Judicial Nominations

  • April 20, 2016
    Guest Post

    by Christopher Kang, National Director, National Council of Asian Pacific Americans

    *This post first appeared on HuffPost Politics.

    This morning, the Senate Judiciary Committee held a hearing on judicial nominations for just the second time this year.

    At this point, I’m not worried about Senate Republicans doing their job—I’m worried that they’ve forgotten what doing their job even looks like.

    Senate Republicans are not only politicizing and undermining the Supreme Court, with their refusal to even consider Chief Judge Garland’s nomination, but they are doing the same thing to lower courts as well. They are likely to damage our entire judiciary—all for political gain, so they can leave more vacancies open for President Trump to fill.

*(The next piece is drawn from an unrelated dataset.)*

//! reverb-core — wire format, chunk model, and configuration.
//! Both the daemon and the client depend on this one.

pub mod chunk;
pub mod config;
pub mod wire;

    Since January 2015, Senate Republicans have confirmed only 17 judicial nominees.

    In comparison, from January 2007 to April 2008, Senate Democrats confirmed 45 of President Bush’s judicial nominees.

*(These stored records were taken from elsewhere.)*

//! Reverb wire format — on-wire framing for the chunk-reversal protocol.
//!
//! These definitions ARE the protocol. A frame is a 4-byte ASCII command
//! tag, optionally followed by a 4-digit zero-padded decimal length field
//! and exactly that many payload bytes. There are no checksums and no
//! version field; changing anything here is a breaking change.
//!
//! Payloads are UTF-8. The length field counts *encoded bytes*, not
//! characters — reversal operates on characters, which keeps multi-byte
//! sequences intact and leaves the encoded byte length unchanged, so a
//! request and its answer always carry equal length fields.

use bytes::Bytes;
use tokio::io::{AsyncRead, AsyncReadExt, AsyncWrite, AsyncWriteExt};

// ── Constants ─────────────────────────────────────────────────────────────────

/// Every command tag is exactly this many bytes.
pub const TAG_LEN: usize = 4;

/// Every length field is exactly this many ASCII decimal digits.
pub const LEN_DIGITS: usize = 4;

/// Maximum payload bytes per frame — the largest value a 4-digit field holds.
pub const MAX_PAYLOAD: usize = 9999;

/// Maximum chunks per transfer — the INIT count shares the 4-digit format.
pub const MAX_CHUNKS: usize = 9999;

/// Default server port.
pub const DEFAULT_PORT: u16 = 12345;

// ── Command tags ──────────────────────────────────────────────────────────────

/// The four protocol commands.
///
/// `Init`/`Agree` form the session handshake; `Request`/`Answer` carry one
/// chunk and its reversal. There is no goodbye command — closing the TCP
/// connection ends the session.
#[derive(Debug, Clone, Copy, PartialEq, Eq)]
pub enum Tag {
    /// `INIT` + 4-digit chunk count. Client declares how many requests follow.
    Init,
    /// `AGRE`, bare tag. Server accepts the session.
    Agree,
    /// `REQ_` + 4-digit length + payload. Client submits one chunk.
    Request,
    /// `ANS_` + 4-digit length + payload. Server returns the reversed chunk.
    Answer,
}

impl Tag {
    /// The tag's wire representation.
    pub fn as_bytes(self) -> &'static [u8; TAG_LEN] {
        match self {
            Tag::Init => b"INIT",
            Tag::Agree => b"AGRE",
            Tag::Request => b"REQ_",
            Tag::Answer => b"ANS_",
        }
    }
}

impl TryFrom<[u8; TAG_LEN]> for Tag {
    type Error = WireError;

    fn try_from(raw: [u8; TAG_LEN]) -> Result<Self, Self::Error> {
        match &raw {
            b"INIT" => Ok(Tag::Init),
            b"AGRE" => Ok(Tag::Agree),
            b"REQ_" => Ok(Tag::Request),
            b"ANS_" => Ok(Tag::Answer),
            _ => Err(WireError::UnknownTag(raw)),
        }
    }
}

impl std::fmt::Display for Tag {
    fn fmt(&self, f: &mut std::fmt::Formatter<'_>) -> std::fmt::Result {
        f.write_str(std::str::from_utf8(self.as_bytes()).unwrap_or("????"))
    }
}

// ── Length fields ─────────────────────────────────────────────────────────────

/// Encode a value as a 4-digit zero-padded decimal field.
pub fn encode_len(value: usize) -> Result<[u8; LEN_DIGITS], WireError> {
    if value > MAX_PAYLOAD {
        return Err(WireError::FieldTooLarge(value));
    }
    let mut digits = [b'0'; LEN_DIGITS];
    let mut rest = value;
    for slot in digits.iter_mut().rev() {
        *slot = b'0' + (rest % 10) as u8;
        rest /= 10;
    }
    Ok(digits)
}

/// Parse a 4-digit decimal field. Anything but ASCII digits is rejected —
/// a malformed length must close the connection, never panic.
pub fn parse_len(digits: &[u8; LEN_DIGITS]) -> Result<usize, WireError> {
    let mut value = 0usize;
    for &d in digits {
        if !d.is_ascii_digit() {
            return Err(WireError::BadLength(*digits));
        }
        value = value * 10 + (d - b'0') as usize;
    }
    Ok(value)
}

// ── Reversal ──────────────────────────────────────────────────────────────────

/// Character-level reversal — the server's per-chunk transform.
///
/// An involution: applying it twice restores the input. Reversing
/// characters rather than bytes keeps multi-byte UTF-8 sequences valid.
pub fn reverse_chunk(s: &str) -> String {
    s.chars().rev().collect()
}

// ── Errors ────────────────────────────────────────────────────────────────────

/// Errors that can arise while framing or parsing wire data.
#[derive(Debug, thiserror::Error)]
pub enum WireError {
    #[error("unknown command tag {:?}", String::from_utf8_lossy(.0))]
    UnknownTag([u8; TAG_LEN]),

    #[error("length field is not 4 decimal digits: {:?}", String::from_utf8_lossy(.0))]
    BadLength([u8; LEN_DIGITS]),

    #[error("value {0} does not fit a 4-digit field (max {})", MAX_PAYLOAD)]
    FieldTooLarge(usize),

    #[error("peer closed the stream mid-{0}")]
    Truncated(&'static str),

    #[error("expected {expected}, got {got}")]
    UnexpectedTag { expected: Tag, got: Tag },

    #[error("payload is not valid UTF-8")]
    NotUtf8(#[from] std::str::Utf8Error),

    #[error(transparent)]
    Io(#[from] std::io::Error),
}

/// A short read inside a frame is a protocol error, not an EOF.
fn eof_as(err: std::io::Error, what: &'static str) -> WireError {
    if err.kind() == std::io::ErrorKind::UnexpectedEof {
        WireError::Truncated(what)
    } else {
        WireError::Io(err)
    }
}

// ── Frame I/O ─────────────────────────────────────────────────────────────────

/// Read the next command tag.
///
/// Returns `Ok(None)` on a clean close at a frame boundary. A close after
/// one to three tag bytes is a truncation error — the peer went away
/// mid-frame.
pub async fn read_tag<R>(reader: &mut R) -> Result<Option<Tag>, WireError>
where
    R: AsyncRead + Unpin,
{
    let mut raw = [0u8; TAG_LEN];
    let n = reader.read(&mut raw).await?;
    if n == 0 {
        return Ok(None);
    }
    if n < TAG_LEN {
        reader
            .read_exact(&mut raw[n..])
            .await
            .map_err(|e| eof_as(e, "command tag"))?;
    }
    Ok(Some(Tag::try_from(raw)?))
}

/// Read a tag and require a specific one. Any other reply — known or not —
/// is fatal to the exchange.
pub async fn expect_tag<R>(reader: &mut R, expected: Tag) -> Result<(), WireError>
where
    R: AsyncRead + Unpin,
{
    match read_tag(reader).await? {
        Some(tag) if tag == expected => Ok(()),
        Some(got) => Err(WireError::UnexpectedTag { expected, got }),
        None => Err(WireError::Truncated("reply tag")),
    }
}

/// Read and parse a 4-digit length (or count) field.
pub async fn read_len<R>(reader: &mut R) -> Result<usize, WireError>
where
    R: AsyncRead + Unpin,
{
    let mut digits = [0u8; LEN_DIGITS];
    reader
        .read_exact(&mut digits)
        .await
        .map_err(|e| eof_as(e, "length field"))?;
    parse_len(&digits)
}

/// Read exactly `len` payload bytes.
///
/// Accumulation across partial socket reads is handled by `read_exact`;
/// a close before `len` bytes arrive surfaces as a truncation error rather
/// than a silently short buffer.
pub async fn read_payload<R>(reader: &mut R, len: usize) -> Result<Bytes, WireError>
where
    R: AsyncRead + Unpin,
{
    let mut buf = vec![0u8; len];
    reader
        .read_exact(&mut buf)
        .await
        .map_err(|e| eof_as(e, "payload"))?;
    Ok(Bytes::from(buf))
}

/// Write a bare tag frame (`AGRE`).
pub async fn write_tag<W>(writer: &mut W, tag: Tag) -> Result<(), WireError>
where
    W: AsyncWrite + Unpin,
{
    writer.write_all(tag.as_bytes()).await?;
    writer.flush().await?;
    Ok(())
}

/// Write a tag followed by a 4-digit count field (`INIT`).
pub async fn write_count<W>(writer: &mut W, tag: Tag, count: usize) -> Result<(), WireError>
where
    W: AsyncWrite + Unpin,
{
    let digits = encode_len(count)?;
    writer.write_all(tag.as_bytes()).await?;
    writer.write_all(&digits).await?;
    writer.flush().await?;
    Ok(())
}

/// Write a full frame: tag, 4-digit byte length of `payload`, payload.
pub async fn write_frame<W>(writer: &mut W, tag: Tag, payload: &[u8]) -> Result<(), WireError>
where
    W: AsyncWrite + Unpin,
{
    let digits = encode_len(payload.len())?;
    writer.write_all(tag.as_bytes()).await?;
    writer.write_all(&digits).await?;
    writer.write_all(payload).await?;
    writer.flush().await?;
    Ok(())
}

// ── Tests ─────────────────────────────────────────────────────────────────────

    The difference is even starker when you consider the circuit courts—the level of our federal courts just below the Supreme Court.

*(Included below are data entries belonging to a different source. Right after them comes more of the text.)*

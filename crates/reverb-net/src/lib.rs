//! reverb-net — the networking layer: server listener, per-connection
//! session state machine, and the client transfer driver.

pub mod client;
pub mod server;
pub mod session;

pub use server::Listener;
pub use session::{new_session_table, SessionMeta, SessionTable};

    In fact, with respect to circuit court confirmations, Chairman Grassley has work to do if he doesn’t want the worst record in almost 120 years.

    So far, Chairman Grassley has held hearings on only two circuit court nominees—the last one was ten months ago—and he has not indicated whether he will allow any of the seven pending circuit court nominees to move forward, taking the obstructionist mantra of “No Hearing No Vote” to a whole new level.

  • March 11, 2016
    Guest Post

    by Jonathan C. Carlson, Professor of Law, The University of Iowa College of Law. The views expressed are his own.

    The Constitution directs the President to nominate persons to fill vacancies on federal courts. No one else is authorized to make judicial nominations. Only the President has that power. The Senate’s role is to consider the President’s nomination and decide whether to approve it. If the Senate gives its advice and consent, the President may appoint the nominee to the federal bench.

    This approach to judicial appointments was carefully crafted to create a balance of power between the President and the Senate. The goal, as Alexander Hamilton explained, was to avoid selections based on senators’ “party likings and dislikes, partialities and antipathies, attachments and animosities.”

    Senator Chuck Grassley, chair of the Senate Judiciary Committee, evidently doesn’t care for Alexander Hamilton’s Constitution. When two federal judgeships recently opened in Iowa, Senator Grassley decided that he would himself do both the nominating and the approving of the candidates. To this end, Grassley created his own personal “Judicial Selection Commission.” The chair of the commission, to Grassley’s credit, was a well-respected attorney who, as head of the state bar association, had resisted politicization of state judicial retention elections. But, in contrast to nonpartisan judicial nominating commissions used by senators elsewhere, Senator Grassley’s judicial selection commission was otherwise built to serve “party likings.” Four of the five members were longtime Republican Party activists, and the commission’s candidate-screening process reportedly included “pointed questions” of a partisan-litmus-test variety.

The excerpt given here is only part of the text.